Neural Net Lab 1.2


Welcome to the Neural Net Lab 1.2. This program was designed to give those without programming experience the ability to experiment with neural networks. It is primarily intended for use educational settings, perhaps in conjunction with a course on neural nets, though anyone with an interest in nets and a good text on the subject should be able to use the program to explore different types of networks. To get help, click on one of the topics below.

Navigating Neural Net Lab

Net Types

Activation Functions

Neural Net Lab Files

Running an Example

Troubleshooting

References

Acknowledgements

Registration

Licensing Information

Contacting Inner Star


Navigating Neural Net Lab

Operation of the Neural Net Lab is simple, but there are some things you should know to get started. Just type net and press ENTER to startthe program. If you want to run in graphics mode, type net /g and then press enter.

When the program first loads, you will be presented a menu of options. To select an option, press the ALT key and the highlighted (i.e., red) letter or click on the desired option with the mouse. Once you've selected an option, you will be presented with a drop-down menu of choices. Use the up and down arrow keys to highlight your choice and then press the ENTER key. Alternatively, you could press the highlighted letter in your choice or click it with the mouse.

In dialog boxes, use the TAB key to move forward through the items or SHIFT + TAB to move backward. The spacebar or ENTER selects dialog box buttons. In general, ALT + a highlighted letter selects that item. F1 brings up context sensitive help in most situations.

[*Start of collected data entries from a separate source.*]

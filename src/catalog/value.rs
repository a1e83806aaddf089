// Field Value Conversion Module
//
// Maps Rust field types onto logical data types and converts them to and from
// stored values.

use chrono::{DateTime, NaiveDate, NaiveDateTime, SecondsFormat, Utc};
use uuid::Uuid;

use crate::catalog::schema::DataType;
use crate::query::executor::result::{DataValue, QueryError, QueryResult};

/// A Rust type that can be stored in a single column
pub trait ColumnType: Sized {
    /// Logical type of the column
    const DATA_TYPE: DataType;
    /// Whether the column accepts NULL
    const NULLABLE: bool = false;

    fn to_value(&self) -> DataValue;

    fn from_value(value: DataValue) -> QueryResult<Self>;
}

fn mismatch<T>(expected: DataType, value: &DataValue) -> QueryResult<T> {
    Err(QueryError::DecodingError(format!(
        "expected {} value, found {}",
        expected,
        value.type_name()
    )))
}

macro_rules! integer_column {
    ($($ty:ty),*) => {
        $(
            impl ColumnType for $ty {
                const DATA_TYPE: DataType = DataType::Integer;

                fn to_value(&self) -> DataValue {
                    DataValue::Integer(*self as i64)
                }

                fn from_value(value: DataValue) -> QueryResult<Self> {
                    match value {
                        DataValue::Integer(i) => <$ty>::try_from(i).map_err(|_| {
                            QueryError::DecodingError(format!(
                                "integer {} out of range for {}",
                                i,
                                stringify!($ty)
                            ))
                        }),
                        other => mismatch(Self::DATA_TYPE, &other),
                    }
                }
            }
        )*
    };
}

integer_column!(i8, i16, i32, i64, u8, u16, u32);

impl ColumnType for bool {
    const DATA_TYPE: DataType = DataType::Boolean;

    fn to_value(&self) -> DataValue {
        DataValue::Integer(*self as i64)
    }

    fn from_value(value: DataValue) -> QueryResult<Self> {
        match value {
            DataValue::Integer(i) => Ok(i != 0),
            other => mismatch(Self::DATA_TYPE, &other),
        }
    }
}

impl ColumnType for f64 {
    const DATA_TYPE: DataType = DataType::Float;

    fn to_value(&self) -> DataValue {
        DataValue::Float(*self)
    }

    fn from_value(value: DataValue) -> QueryResult<Self> {
        match value {
            DataValue::Float(f) => Ok(f),
            // REAL affinity hands back integral values as integers
            DataValue::Integer(i) => Ok(i as f64),
            other => mismatch(Self::DATA_TYPE, &other),
        }
    }
}

impl ColumnType for f32 {
    const DATA_TYPE: DataType = DataType::Float;

    fn to_value(&self) -> DataValue {
        DataValue::Float(*self as f64)
    }

    fn from_value(value: DataValue) -> QueryResult<Self> {
        f64::from_value(value).map(|f| f as f32)
    }
}

impl ColumnType for String {
    const DATA_TYPE: DataType = DataType::Text;

    fn to_value(&self) -> DataValue {
        DataValue::Text(self.clone())
    }

    fn from_value(value: DataValue) -> QueryResult<Self> {
        match value {
            DataValue::Text(s) => Ok(s),
            other => mismatch(Self::DATA_TYPE, &other),
        }
    }
}

impl ColumnType for Vec<u8> {
    const DATA_TYPE: DataType = DataType::Blob;

    fn to_value(&self) -> DataValue {
        DataValue::Blob(self.clone())
    }

    fn from_value(value: DataValue) -> QueryResult<Self> {
        match value {
            DataValue::Blob(b) => Ok(b),
            other => mismatch(Self::DATA_TYPE, &other),
        }
    }
}

impl ColumnType for DateTime<Utc> {
    const DATA_TYPE: DataType = DataType::Timestamp;

    fn to_value(&self) -> DataValue {
        DataValue::Text(self.to_rfc3339_opts(SecondsFormat::Nanos, true))
    }

    fn from_value(value: DataValue) -> QueryResult<Self> {
        match value {
            DataValue::Text(s) => DateTime::parse_from_rfc3339(&s)
                .map(|dt| dt.with_timezone(&Utc))
                .map_err(|e| QueryError::DecodingError(format!("invalid timestamp '{}': {}", s, e))),
            other => mismatch(Self::DATA_TYPE, &other),
        }
    }
}

impl ColumnType for NaiveDateTime {
    const DATA_TYPE: DataType = DataType::Timestamp;

    fn to_value(&self) -> DataValue {
        DataValue::Text(self.format("%Y-%m-%dT%H:%M:%S%.9f").to_string())
    }

    fn from_value(value: DataValue) -> QueryResult<Self> {
        match value {
            DataValue::Text(s) => NaiveDateTime::parse_from_str(&s, "%Y-%m-%dT%H:%M:%S%.f")
                .map_err(|e| QueryError::DecodingError(format!("invalid timestamp '{}': {}", s, e))),
            other => mismatch(Self::DATA_TYPE, &other),
        }
    }
}

impl ColumnType for NaiveDate {
    const DATA_TYPE: DataType = DataType::Date;

    fn to_value(&self) -> DataValue {
        DataValue::Text(self.format("%Y-%m-%d").to_string())
    }

    fn from_value(value: DataValue) -> QueryResult<Self> {
        match value {
            DataValue::Text(s) => NaiveDate::parse_from_str(&s, "%Y-%m-%d")
                .map_err(|e| QueryError::DecodingError(format!("invalid date '{}': {}", s, e))),
            other => mismatch(Self::DATA_TYPE, &other),
        }
    }
}

impl ColumnType for Uuid {
    const DATA_TYPE: DataType = DataType::Uuid;

    fn to_value(&self) -> DataValue {
        DataValue::Text(self.hyphenated().to_string())
    }

    fn from_value(value: DataValue) -> QueryResult<Self> {
        match value {
            DataValue::Text(s) => Uuid::parse_str(&s)
                .map_err(|e| QueryError::DecodingError(format!("invalid uuid '{}': {}", s, e))),
            other => mismatch(Self::DATA_TYPE, &other),
        }
    }
}

impl<T: ColumnType> ColumnType for Option<T> {
    const DATA_TYPE: DataType = T::DATA_TYPE;
    const NULLABLE: bool = true;

    fn to_value(&self) -> DataValue {
        match self {
            Some(v) => v.to_value(),
            None => DataValue::Null,
        }
    }

    fn from_value(value: DataValue) -> QueryResult<Self> {
        match value {
            DataValue::Null => Ok(None),
            other => T::from_value(other).map(Some),
        }
    }
}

If you elect to train a new network (the train option) you will first be asked to select a net type. The program will then prompt you to supply the parameters for that net. Then you will be asked to provide the names of the files that contain the training data and names for the files in which the results will be stored. You can type in a filename or select one from the drop-down list; click the arrow next to a box to view the file list. The program will then train the network. When training is complete, you will be offered the option to test the net on a different data set (a good idea if possible, to see how well the network can generalize its knowledge). Then you will be given the opportunity to view and print the results file.

That's all there is to it! Well, almost. Further details can be found online in the rest of this help file or in the readme.doc file. If you've registered your copy of Neural Net Lab, loads of details can be found in the printed documentation.

Enjoy your exploring!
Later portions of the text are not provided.